Handling the procurement of prostheses for total hip replacement: description of an original value based approach and application to a real-life dataset reported in the UK.

作者信息

Messori Andrea, Trippoli Sabrina, Marinai Claudio

机构信息

HTA Unit, ESTAR, Regional Health System, Firenze, Italy.

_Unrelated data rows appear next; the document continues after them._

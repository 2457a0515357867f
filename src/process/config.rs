/*!
 * Process Limits Configuration
 * Admission, resource, timeout and loop-interval limits with hot merging
 */

use crate::core::errors::ConfigError;
use crate::core::limits::*;
use serde::{Deserialize, Serialize};
use std::str::FromStr;
use std::time::Duration;

/// Environment variable prefix for every limit
pub const ENV_PREFIX: &str = "PROCESS_RUNNER_";

/// Limits read at construction and replaceable through `update_limits`
#[derive(Debug, Clone, PartialEq, Serialize, Deserialize)]
#[serde(default, rename_all = "snake_case")]
pub struct ProcessLimits {
    pub max_concurrent_processes: usize,
    pub max_process_memory_mb: u64,
    pub max_process_cpu_percent: f64,
    pub default_timeout_ms: u64,
    pub max_timeout_ms: u64,
    /// 0 disables the cleanup sweeper
    pub cleanup_interval_ms: u64,
    /// 0 disables the resource sampler
    pub resource_check_interval_ms: u64,
    pub process_kill_grace_period_ms: u64,
}

impl Default for ProcessLimits {
    fn default() -> Self {
        Self {
            max_concurrent_processes: DEFAULT_MAX_CONCURRENT_PROCESSES,
            max_process_memory_mb: DEFAULT_MAX_PROCESS_MEMORY_MB,
            max_process_cpu_percent: DEFAULT_MAX_PROCESS_CPU_PERCENT,
            default_timeout_ms: DEFAULT_TIMEOUT_MS,
            max_timeout_ms: DEFAULT_MAX_TIMEOUT_MS,
            cleanup_interval_ms: DEFAULT_CLEANUP_INTERVAL_MS,
            resource_check_interval_ms: DEFAULT_RESOURCE_CHECK_INTERVAL_MS,
            process_kill_grace_period_ms: DEFAULT_KILL_GRACE_PERIOD_MS,
        }
    }
}

impl ProcessLimits {
    /// Defaults overlaid with `PROCESS_RUNNER_*` environment variables
    pub fn from_env() -> Result<Self, ConfigError> {
        Ok(Self::default().merged(&LimitsUpdate::from_env()?))
    }

    /// Apply every field present in `update`; last write wins
    pub fn merge(&mut self, update: &LimitsUpdate) {
        macro_rules! apply {
            ($($field:ident),* $(,)?) => {
                $(if let Some(value) = update.$field { self.$field = value; })*
            };
        }
        apply!(
            max_concurrent_processes,
            max_process_memory_mb,
            max_process_cpu_percent,
            default_timeout_ms,
            max_timeout_ms,
            cleanup_interval_ms,
            resource_check_interval_ms,
            process_kill_grace_period_ms,
        );
    }

    pub fn merged(mut self, update: &LimitsUpdate) -> Self {
        self.merge(update);
        self
    }

    /// `min(requested ?? default, max)`
    pub fn effective_timeout(&self, requested_ms: Option<u64>) -> Duration {
        let ms = requested_ms
            .unwrap_or(self.default_timeout_ms)
            .min(self.max_timeout_ms);
        Duration::from_millis(ms)
    }

    pub fn grace_period(&self) -> Duration {
        Duration::from_millis(self.process_kill_grace_period_ms)
    }

    pub fn cleanup_interval(&self) -> Option<Duration> {
        non_zero_interval(self.cleanup_interval_ms)
    }

    pub fn resource_check_interval(&self) -> Option<Duration> {
        non_zero_interval(self.resource_check_interval_ms)
    }
}

fn non_zero_interval(ms: u64) -> Option<Duration> {
    (ms > 0).then(|| Duration::from_millis(ms))
}

/// Partial limits; absent fields leave the current value untouched
#[derive(Debug, Clone, Default, PartialEq, Serialize, Deserialize)]
#[serde(default, deny_unknown_fields, rename_all = "snake_case")]
pub struct LimitsUpdate {
    pub max_concurrent_processes: Option<usize>,
    pub max_process_memory_mb: Option<u64>,
    pub max_process_cpu_percent: Option<f64>,
    pub default_timeout_ms: Option<u64>,
    pub max_timeout_ms: Option<u64>,
    pub cleanup_interval_ms: Option<u64>,
    pub resource_check_interval_ms: Option<u64>,
    pub process_kill_grace_period_ms: Option<u64>,
}

impl LimitsUpdate {
    pub fn from_json(json: &str) -> Result<Self, ConfigError> {
        Ok(serde_json::from_str(json)?)
    }

    /// Read every `PROCESS_RUNNER_*` variable that is set
    pub fn from_env() -> Result<Self, ConfigError> {
        Self::from_lookup(|key| std::env::var(key).ok())
    }

    /// Build an update from an arbitrary key lookup (environment, tests)
    pub fn from_lookup<F>(lookup: F) -> Result<Self, ConfigError>
    where
        F: Fn(&str) -> Option<String>,
    {
        Ok(Self {
            max_concurrent_processes: parse_var(&lookup, "MAX_CONCURRENT")?,
            max_process_memory_mb: parse_var(&lookup, "MAX_MEMORY_MB")?,
            max_process_cpu_percent: parse_var(&lookup, "MAX_CPU_PERCENT")?,
            default_timeout_ms: parse_var(&lookup, "DEFAULT_TIMEOUT_MS")?,
            max_timeout_ms: parse_var(&lookup, "MAX_TIMEOUT_MS")?,
            cleanup_interval_ms: parse_var(&lookup, "CLEANUP_INTERVAL_MS")?,
            resource_check_interval_ms: parse_var(&lookup, "RESOURCE_CHECK_INTERVAL_MS")?,
            process_kill_grace_period_ms: parse_var(&lookup, "KILL_GRACE_PERIOD_MS")?,
        })
    }

    pub fn is_empty(&self) -> bool {
        *self == Self::default()
    }
}

fn parse_var<T, F>(lookup: &F, suffix: &str) -> Result<Option<T>, ConfigError>
where
    T: FromStr,
    F: Fn(&str) -> Option<String>,
{
    let key = format!("{}{}", ENV_PREFIX, suffix);
    match lookup(&key) {
        None => Ok(None),
        Some(raw) => raw
            .trim()
            .parse()
            .map(Some)
            .map_err(|_| ConfigError::InvalidEnv { key, value: raw }),
    }
}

Tender College for hip prostheses, Firenze, Italy.

出版信息

BMJ Open. 2017 Dec 19;7(12):e018603. doi: 10.1136/bmjopen-2017-018603.

Abstract

OBJECTIVES

In most European countries, innovative medical devices are not managed according to cost-utility methods, the reason being that national agencies do not generally evaluate these products. The objective of our study was to investigate the cost-utility profile of prostheses for hip replacement and to calculate a value-based score to be used in the process of procurement and tendering for these devices.

METHODS

The first phase of our study was aimed at retrieving the studies reporting the values of QALYs, direct cost, and net monetary benefit (NMB) from patients undergoing total hip arthroplasty (THA) with different brands of hip prosthesis. The second phase was aimed at calculating, on the basis of the results of cost-utility analysis, a tender score for each device (defined according to standard tendering equations and adapted to a 0-100 scale). This allowed us to determine the ranking of each device in the simulated tender.

RESULTS

We identified a single study as the source of information for our analysis. Nine device brands (cemented, cementless, or hybrid) were evaluated. The cemented prosthesis Exeter V40/Elite Plus Ogee, the cementless device Taperloc/Exceed, and the hybrid device Exeter V40/Trident had the highest NMB (£152 877, £156 356, and £156 210, respectively) and the best value-based tender score.

CONCLUSIONS

The incorporation of value-based criteria in the procurement process can contribute to optimising the value for money for THA devices. According to the approach described herein, the acquisition of these devices does not necessarily converge on the product with the lowest cost; in fact, more costly devices should be preferred when their increased cost is offset by the monetary value of the increased clinical benefit.

摘要

目的

在大多数欧洲国家,创新型医疗设备并非按照成本效用方法进行管理,原因是国家机构通常不对这些产品进行评估。我们研究的目的是调查髋关节置换假体的成本效用概况,并计算一个基于价值的分数,用于这些设备的采购和招标过程。

方法

我们研究的第一阶段旨在检索报告接受不同品牌髋关节假体全髋关节置换术(THA)患者的质量调整生命年(QALY)值、直接成本和净货币效益(NMB)的研究。第二阶段旨在根据成本效用分析结果,为每个设备计算一个招标分数(根据标准招标公式定义并调整为0 - 100分制)。这使我们能够确定每个设备在模拟招标中的排名。

结果

我们确定了一项研究作为分析的信息来源。评估了九个设备品牌(骨水泥型、非骨水泥型或混合型)。骨水泥型假体Exeter V40/Elite Plus Ogee、非骨水泥型设备Taperloc/Exceed和混合型设备Exeter V40/Trident的NMB最高(分别为152877英镑、156356英镑和156210英镑),且基于价值的招标分数最佳。

结论

在采购过程中纳入基于价值的标准有助于优化THA设备的性价比。根据本文所述方法,这些设备的采购不一定集中在成本最低的产品上;事实上,当成本较高的设备增加的成本被增加的临床效益的货币价值抵消时,应优先选择这些设备。